Excerpted data START

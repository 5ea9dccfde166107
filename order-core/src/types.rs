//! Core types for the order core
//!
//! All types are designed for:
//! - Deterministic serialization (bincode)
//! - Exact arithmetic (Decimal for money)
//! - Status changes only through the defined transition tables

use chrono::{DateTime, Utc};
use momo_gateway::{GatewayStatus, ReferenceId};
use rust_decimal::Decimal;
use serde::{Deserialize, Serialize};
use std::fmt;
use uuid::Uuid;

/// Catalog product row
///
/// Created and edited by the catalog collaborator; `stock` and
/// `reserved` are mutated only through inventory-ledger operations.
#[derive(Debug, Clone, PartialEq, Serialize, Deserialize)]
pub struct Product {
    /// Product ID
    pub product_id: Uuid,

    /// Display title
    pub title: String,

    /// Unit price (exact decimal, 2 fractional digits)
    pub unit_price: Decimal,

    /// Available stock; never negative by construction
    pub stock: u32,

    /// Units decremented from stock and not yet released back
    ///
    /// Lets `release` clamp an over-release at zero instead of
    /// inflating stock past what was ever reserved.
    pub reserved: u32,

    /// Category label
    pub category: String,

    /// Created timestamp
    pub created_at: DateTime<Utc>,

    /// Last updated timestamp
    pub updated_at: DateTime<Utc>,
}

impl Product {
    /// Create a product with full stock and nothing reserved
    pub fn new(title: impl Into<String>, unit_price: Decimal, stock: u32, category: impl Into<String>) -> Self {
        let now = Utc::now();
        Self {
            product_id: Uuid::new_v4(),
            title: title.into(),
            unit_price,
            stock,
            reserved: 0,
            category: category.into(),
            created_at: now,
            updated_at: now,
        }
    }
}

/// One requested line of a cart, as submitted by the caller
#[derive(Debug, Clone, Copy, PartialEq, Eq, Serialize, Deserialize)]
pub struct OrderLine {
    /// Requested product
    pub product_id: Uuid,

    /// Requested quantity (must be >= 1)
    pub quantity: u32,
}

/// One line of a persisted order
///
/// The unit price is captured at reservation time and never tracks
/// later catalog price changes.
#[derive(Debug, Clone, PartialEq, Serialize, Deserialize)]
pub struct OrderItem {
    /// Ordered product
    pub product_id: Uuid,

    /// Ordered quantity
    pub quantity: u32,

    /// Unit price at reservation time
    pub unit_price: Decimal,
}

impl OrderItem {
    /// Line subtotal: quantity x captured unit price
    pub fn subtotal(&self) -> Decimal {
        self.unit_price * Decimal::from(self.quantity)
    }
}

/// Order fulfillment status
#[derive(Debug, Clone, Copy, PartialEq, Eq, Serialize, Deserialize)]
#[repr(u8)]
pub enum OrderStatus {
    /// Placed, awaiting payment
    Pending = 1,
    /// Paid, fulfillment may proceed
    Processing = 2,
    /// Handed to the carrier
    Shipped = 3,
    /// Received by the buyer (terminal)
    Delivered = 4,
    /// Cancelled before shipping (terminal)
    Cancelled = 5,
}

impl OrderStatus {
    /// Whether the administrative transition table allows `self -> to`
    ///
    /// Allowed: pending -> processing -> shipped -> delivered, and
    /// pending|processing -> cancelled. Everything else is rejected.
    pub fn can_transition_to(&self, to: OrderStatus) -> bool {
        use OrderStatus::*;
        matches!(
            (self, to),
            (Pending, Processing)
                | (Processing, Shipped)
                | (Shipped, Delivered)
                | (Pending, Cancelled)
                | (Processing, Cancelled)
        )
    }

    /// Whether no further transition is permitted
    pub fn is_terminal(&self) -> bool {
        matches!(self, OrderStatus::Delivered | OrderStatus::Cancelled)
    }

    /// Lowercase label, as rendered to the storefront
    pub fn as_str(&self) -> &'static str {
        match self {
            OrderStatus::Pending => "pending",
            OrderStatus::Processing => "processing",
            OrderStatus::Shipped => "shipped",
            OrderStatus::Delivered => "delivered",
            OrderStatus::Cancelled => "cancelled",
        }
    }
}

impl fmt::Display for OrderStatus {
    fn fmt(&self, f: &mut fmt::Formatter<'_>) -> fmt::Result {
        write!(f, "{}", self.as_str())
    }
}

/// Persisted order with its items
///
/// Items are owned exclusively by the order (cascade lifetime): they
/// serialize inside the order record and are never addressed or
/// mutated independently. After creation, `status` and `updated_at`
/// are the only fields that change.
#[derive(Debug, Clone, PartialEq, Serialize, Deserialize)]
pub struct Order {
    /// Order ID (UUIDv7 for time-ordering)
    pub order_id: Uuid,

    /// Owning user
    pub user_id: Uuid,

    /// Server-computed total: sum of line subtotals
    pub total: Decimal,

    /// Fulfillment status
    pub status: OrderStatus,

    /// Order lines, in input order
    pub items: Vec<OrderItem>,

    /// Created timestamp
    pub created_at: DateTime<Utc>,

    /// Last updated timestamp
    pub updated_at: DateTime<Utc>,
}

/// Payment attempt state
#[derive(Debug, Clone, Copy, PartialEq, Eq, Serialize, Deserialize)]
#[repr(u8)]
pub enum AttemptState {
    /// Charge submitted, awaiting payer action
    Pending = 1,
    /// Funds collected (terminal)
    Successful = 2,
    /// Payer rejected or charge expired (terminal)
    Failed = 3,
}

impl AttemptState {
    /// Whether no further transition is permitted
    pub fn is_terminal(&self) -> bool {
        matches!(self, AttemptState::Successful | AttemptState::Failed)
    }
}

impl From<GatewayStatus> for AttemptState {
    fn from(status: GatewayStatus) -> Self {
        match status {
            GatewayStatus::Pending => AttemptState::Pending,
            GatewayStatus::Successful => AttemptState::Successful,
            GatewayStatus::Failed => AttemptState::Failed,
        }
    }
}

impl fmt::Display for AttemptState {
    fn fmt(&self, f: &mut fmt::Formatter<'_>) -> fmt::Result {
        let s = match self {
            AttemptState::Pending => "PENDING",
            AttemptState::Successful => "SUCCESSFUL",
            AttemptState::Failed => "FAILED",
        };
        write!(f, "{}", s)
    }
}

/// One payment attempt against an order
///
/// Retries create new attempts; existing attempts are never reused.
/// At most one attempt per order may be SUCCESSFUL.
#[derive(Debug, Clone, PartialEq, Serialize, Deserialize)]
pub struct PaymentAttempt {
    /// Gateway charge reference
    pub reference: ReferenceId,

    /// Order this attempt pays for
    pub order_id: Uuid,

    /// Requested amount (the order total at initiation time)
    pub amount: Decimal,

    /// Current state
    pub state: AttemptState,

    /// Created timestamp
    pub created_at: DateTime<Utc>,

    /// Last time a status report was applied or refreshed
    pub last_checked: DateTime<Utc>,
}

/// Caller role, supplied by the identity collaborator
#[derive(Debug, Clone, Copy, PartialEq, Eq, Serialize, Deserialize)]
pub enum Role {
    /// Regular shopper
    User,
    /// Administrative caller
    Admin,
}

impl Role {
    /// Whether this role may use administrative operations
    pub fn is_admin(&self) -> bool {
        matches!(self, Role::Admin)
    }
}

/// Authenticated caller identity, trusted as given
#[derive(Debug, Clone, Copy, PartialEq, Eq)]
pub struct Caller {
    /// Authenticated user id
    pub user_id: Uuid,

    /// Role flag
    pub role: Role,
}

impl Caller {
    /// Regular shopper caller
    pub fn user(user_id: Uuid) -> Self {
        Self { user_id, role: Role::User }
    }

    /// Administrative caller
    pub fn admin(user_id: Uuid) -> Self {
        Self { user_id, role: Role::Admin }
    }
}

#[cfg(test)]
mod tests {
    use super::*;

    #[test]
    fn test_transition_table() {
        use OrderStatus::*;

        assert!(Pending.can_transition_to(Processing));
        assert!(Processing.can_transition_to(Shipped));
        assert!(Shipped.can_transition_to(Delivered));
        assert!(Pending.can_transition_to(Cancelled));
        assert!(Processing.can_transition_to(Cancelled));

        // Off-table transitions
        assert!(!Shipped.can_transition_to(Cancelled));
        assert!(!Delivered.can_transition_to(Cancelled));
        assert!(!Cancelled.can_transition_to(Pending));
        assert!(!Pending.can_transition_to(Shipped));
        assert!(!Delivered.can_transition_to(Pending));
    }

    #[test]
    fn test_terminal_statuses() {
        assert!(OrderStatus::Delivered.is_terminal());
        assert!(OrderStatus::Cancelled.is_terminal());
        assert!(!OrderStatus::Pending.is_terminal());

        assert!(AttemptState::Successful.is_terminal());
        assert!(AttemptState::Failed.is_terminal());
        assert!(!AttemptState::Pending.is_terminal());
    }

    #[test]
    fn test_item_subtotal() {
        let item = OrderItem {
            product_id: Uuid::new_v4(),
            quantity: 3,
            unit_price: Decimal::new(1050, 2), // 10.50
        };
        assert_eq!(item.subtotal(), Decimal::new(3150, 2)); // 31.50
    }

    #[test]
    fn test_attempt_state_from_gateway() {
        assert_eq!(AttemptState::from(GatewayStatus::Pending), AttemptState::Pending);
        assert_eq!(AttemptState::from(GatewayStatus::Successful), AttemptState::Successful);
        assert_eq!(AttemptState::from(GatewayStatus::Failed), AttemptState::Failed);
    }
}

Excerpted data END

What the exercise asks:
Please show every line of the records that holds the word "mutated".

Task answer:
/// `reserved` are mutated only through inventory-ledger operations.
/// mutated independently. After creation, `status` and `updated_at`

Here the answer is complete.